### GOAL OF THE EXERCISE
Write out each line of the records that has "PathRejection" in it.

### DATA IN THIS EXERCISE

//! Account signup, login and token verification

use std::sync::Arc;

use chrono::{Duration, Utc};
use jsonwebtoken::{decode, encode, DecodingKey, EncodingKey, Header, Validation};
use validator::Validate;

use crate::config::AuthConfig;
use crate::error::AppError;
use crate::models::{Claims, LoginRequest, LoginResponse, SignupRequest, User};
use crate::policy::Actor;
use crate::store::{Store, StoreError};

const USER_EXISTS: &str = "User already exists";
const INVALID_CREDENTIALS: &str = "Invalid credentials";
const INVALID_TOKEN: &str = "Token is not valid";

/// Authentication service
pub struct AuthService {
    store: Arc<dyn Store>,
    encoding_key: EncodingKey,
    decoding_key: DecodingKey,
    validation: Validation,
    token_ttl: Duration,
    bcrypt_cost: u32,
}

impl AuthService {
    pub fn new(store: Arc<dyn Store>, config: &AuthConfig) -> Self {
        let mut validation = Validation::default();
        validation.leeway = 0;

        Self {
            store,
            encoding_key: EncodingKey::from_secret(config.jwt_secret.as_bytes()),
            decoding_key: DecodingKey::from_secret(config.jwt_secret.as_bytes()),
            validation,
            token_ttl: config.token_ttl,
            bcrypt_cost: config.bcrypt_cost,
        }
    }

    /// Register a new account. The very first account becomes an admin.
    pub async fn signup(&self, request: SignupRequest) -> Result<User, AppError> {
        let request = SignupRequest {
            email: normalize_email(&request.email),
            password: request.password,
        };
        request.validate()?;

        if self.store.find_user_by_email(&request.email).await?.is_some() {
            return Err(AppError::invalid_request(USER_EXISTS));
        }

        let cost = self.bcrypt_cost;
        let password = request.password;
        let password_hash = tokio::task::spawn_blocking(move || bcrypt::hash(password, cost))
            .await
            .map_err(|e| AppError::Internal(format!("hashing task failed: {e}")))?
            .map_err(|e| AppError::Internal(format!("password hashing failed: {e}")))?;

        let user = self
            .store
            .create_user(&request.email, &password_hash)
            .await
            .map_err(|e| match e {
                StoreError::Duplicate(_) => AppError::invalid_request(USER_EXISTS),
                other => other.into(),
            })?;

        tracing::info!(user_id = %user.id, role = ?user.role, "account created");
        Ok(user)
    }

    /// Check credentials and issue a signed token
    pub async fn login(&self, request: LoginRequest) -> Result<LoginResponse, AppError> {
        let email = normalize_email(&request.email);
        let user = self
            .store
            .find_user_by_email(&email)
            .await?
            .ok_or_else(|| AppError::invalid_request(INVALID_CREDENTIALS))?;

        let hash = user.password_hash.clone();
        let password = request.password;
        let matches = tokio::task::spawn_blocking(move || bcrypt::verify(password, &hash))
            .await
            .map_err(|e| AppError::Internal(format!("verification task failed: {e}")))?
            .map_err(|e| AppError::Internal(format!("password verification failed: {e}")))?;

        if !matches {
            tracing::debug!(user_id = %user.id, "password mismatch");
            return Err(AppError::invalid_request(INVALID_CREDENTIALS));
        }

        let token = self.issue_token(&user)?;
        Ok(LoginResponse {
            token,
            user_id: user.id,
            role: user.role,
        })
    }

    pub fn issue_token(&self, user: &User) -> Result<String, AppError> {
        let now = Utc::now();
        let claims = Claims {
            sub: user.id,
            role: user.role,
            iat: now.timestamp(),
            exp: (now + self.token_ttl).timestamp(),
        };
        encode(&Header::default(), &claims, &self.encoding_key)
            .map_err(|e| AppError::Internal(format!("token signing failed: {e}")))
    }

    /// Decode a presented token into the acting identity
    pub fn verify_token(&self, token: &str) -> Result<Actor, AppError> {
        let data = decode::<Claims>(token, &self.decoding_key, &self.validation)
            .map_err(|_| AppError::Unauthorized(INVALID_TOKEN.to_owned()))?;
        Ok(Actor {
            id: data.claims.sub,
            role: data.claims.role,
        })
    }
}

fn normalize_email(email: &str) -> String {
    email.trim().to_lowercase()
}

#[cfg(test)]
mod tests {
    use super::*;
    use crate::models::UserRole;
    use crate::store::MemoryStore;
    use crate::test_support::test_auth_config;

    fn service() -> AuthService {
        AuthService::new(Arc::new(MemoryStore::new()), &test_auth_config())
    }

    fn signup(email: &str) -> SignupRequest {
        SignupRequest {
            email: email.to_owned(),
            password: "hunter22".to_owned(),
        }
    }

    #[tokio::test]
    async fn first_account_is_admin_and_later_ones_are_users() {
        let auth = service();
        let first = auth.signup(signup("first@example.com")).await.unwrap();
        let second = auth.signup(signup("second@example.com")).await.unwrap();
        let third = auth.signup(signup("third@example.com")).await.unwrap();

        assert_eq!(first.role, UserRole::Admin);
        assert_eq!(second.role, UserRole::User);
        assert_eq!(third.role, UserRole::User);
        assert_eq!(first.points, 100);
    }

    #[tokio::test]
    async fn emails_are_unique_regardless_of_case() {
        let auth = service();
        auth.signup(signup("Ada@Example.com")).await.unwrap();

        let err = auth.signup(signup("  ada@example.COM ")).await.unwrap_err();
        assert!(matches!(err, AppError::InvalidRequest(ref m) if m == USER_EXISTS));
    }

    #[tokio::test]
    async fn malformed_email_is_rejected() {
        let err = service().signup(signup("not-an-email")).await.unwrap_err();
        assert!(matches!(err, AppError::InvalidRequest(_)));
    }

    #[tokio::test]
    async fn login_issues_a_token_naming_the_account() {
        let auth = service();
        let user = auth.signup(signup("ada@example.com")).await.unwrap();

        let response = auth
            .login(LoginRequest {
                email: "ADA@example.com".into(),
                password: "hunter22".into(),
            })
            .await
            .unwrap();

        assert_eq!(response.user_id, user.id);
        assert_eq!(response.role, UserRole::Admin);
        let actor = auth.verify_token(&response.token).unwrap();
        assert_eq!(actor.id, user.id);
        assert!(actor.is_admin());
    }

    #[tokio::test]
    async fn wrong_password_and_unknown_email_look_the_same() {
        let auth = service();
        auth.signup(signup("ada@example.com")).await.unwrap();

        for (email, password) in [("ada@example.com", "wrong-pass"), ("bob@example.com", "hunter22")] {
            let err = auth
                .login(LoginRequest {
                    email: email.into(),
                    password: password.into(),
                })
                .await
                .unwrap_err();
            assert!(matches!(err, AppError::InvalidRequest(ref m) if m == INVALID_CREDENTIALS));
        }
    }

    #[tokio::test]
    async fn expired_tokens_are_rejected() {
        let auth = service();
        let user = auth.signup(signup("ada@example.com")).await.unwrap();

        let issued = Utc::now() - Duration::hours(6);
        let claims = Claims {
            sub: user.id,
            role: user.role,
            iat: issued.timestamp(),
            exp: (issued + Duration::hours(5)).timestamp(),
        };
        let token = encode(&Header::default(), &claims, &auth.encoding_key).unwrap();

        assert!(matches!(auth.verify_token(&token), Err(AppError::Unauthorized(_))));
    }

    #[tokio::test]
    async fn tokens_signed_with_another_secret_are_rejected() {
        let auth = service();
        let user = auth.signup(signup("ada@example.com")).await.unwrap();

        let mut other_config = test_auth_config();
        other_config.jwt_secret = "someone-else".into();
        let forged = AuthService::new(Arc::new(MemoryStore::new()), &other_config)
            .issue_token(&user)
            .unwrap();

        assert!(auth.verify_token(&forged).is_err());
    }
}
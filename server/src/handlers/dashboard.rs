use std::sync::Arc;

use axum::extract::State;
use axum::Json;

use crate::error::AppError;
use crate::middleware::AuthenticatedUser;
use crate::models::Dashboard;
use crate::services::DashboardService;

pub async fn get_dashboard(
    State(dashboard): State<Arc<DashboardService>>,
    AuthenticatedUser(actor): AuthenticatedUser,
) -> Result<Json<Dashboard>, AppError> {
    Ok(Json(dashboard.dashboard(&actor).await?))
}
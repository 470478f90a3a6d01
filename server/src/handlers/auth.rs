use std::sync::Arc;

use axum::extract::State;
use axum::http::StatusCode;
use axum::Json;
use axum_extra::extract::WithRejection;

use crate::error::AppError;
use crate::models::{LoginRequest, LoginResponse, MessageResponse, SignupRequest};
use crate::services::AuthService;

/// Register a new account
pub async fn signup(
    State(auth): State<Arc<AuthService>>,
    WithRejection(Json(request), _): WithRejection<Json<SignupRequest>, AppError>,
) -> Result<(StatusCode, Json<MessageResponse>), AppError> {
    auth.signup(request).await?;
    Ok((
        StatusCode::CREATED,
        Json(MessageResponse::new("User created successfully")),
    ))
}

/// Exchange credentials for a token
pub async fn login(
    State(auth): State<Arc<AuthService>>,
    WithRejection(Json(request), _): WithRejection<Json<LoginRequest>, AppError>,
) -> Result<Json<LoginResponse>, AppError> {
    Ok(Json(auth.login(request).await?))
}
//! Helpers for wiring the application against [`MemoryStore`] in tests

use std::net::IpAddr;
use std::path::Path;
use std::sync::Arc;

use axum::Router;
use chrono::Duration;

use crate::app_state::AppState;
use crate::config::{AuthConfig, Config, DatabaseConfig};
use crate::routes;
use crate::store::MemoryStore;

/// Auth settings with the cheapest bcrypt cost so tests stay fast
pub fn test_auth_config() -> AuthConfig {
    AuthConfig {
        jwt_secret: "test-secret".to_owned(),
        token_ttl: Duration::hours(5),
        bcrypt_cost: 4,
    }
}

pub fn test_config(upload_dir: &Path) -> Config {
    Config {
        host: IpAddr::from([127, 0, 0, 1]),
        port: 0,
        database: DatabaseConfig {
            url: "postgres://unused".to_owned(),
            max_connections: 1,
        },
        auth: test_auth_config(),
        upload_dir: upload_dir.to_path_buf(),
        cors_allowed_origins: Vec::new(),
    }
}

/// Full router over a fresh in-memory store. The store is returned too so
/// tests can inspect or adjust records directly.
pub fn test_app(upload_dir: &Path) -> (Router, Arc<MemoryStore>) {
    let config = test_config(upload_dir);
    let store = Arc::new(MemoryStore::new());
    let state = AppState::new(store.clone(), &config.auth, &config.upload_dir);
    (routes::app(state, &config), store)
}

---

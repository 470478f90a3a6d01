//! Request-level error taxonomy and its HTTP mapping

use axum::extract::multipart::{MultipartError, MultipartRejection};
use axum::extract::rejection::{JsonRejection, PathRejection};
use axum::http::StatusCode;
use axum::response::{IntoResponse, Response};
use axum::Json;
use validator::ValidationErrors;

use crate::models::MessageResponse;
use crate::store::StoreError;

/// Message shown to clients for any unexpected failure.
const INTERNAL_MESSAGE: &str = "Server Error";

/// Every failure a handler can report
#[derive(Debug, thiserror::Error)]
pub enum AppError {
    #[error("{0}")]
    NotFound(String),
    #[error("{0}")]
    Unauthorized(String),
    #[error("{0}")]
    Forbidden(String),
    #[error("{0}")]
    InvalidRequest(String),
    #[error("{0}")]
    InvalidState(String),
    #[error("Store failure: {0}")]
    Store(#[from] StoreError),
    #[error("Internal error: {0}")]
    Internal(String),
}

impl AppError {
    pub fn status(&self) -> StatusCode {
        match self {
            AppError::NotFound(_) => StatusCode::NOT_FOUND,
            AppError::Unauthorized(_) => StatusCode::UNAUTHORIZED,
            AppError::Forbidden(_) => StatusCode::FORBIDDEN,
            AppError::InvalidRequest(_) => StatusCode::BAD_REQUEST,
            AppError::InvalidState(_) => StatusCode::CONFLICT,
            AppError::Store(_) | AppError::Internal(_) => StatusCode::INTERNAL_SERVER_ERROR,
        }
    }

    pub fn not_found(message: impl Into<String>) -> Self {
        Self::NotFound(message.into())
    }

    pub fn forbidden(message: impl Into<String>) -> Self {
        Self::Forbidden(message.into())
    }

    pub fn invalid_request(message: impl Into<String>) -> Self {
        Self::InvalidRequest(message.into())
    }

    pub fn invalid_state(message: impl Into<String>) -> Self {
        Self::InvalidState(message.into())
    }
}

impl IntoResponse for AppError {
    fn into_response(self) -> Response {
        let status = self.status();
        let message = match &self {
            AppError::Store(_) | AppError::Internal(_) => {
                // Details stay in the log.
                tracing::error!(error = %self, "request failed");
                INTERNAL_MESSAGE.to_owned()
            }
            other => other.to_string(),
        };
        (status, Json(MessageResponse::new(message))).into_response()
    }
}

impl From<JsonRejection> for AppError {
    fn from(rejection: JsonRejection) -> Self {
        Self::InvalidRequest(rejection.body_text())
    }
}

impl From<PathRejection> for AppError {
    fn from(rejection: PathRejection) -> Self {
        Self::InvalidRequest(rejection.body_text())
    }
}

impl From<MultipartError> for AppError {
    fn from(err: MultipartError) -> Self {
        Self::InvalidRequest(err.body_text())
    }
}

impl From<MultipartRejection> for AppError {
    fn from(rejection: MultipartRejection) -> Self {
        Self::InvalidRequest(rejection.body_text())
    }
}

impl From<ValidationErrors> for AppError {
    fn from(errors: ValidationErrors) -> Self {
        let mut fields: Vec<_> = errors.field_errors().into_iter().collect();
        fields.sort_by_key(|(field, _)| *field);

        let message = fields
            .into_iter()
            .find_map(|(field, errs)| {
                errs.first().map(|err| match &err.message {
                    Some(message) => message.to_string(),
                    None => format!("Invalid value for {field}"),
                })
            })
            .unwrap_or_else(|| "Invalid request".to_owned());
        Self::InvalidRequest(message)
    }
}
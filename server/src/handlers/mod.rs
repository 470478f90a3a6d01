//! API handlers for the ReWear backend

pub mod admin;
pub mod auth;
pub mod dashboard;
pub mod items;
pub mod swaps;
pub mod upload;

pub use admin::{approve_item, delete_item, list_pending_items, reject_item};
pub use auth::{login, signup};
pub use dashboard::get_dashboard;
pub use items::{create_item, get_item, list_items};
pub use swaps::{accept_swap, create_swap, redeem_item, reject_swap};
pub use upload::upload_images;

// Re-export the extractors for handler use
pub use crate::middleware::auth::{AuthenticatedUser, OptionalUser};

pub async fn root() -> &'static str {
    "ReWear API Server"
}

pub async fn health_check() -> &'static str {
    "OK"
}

...

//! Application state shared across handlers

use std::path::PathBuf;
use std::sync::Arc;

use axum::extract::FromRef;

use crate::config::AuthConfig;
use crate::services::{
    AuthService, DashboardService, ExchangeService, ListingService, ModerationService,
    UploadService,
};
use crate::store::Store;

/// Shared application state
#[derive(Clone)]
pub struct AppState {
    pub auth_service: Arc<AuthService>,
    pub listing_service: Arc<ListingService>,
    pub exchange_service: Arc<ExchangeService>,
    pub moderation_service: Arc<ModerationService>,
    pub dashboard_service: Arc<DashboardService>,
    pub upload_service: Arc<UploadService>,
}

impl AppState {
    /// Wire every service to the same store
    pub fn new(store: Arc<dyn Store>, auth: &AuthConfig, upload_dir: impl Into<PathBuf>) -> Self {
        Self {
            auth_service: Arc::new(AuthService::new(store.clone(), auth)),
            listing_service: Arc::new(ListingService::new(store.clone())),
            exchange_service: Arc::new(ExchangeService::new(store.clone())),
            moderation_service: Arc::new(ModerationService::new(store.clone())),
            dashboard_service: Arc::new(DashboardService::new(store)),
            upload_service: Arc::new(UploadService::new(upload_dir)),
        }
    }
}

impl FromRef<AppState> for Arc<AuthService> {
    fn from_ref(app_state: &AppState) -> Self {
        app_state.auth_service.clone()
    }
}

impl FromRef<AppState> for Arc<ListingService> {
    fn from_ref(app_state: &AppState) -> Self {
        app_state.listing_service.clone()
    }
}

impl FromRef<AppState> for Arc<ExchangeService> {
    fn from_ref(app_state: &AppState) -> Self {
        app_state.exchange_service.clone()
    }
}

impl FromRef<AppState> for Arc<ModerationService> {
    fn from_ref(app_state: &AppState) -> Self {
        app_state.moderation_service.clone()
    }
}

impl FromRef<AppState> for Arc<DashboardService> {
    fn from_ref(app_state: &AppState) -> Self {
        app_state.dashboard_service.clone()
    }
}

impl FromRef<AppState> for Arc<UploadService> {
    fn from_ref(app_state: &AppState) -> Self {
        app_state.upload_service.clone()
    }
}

### FINISHED EXERCISE
use axum::extract::rejection::{JsonRejection, PathRejection};
impl From<PathRejection> for AppError {
    fn from(rejection: PathRejection) -> Self {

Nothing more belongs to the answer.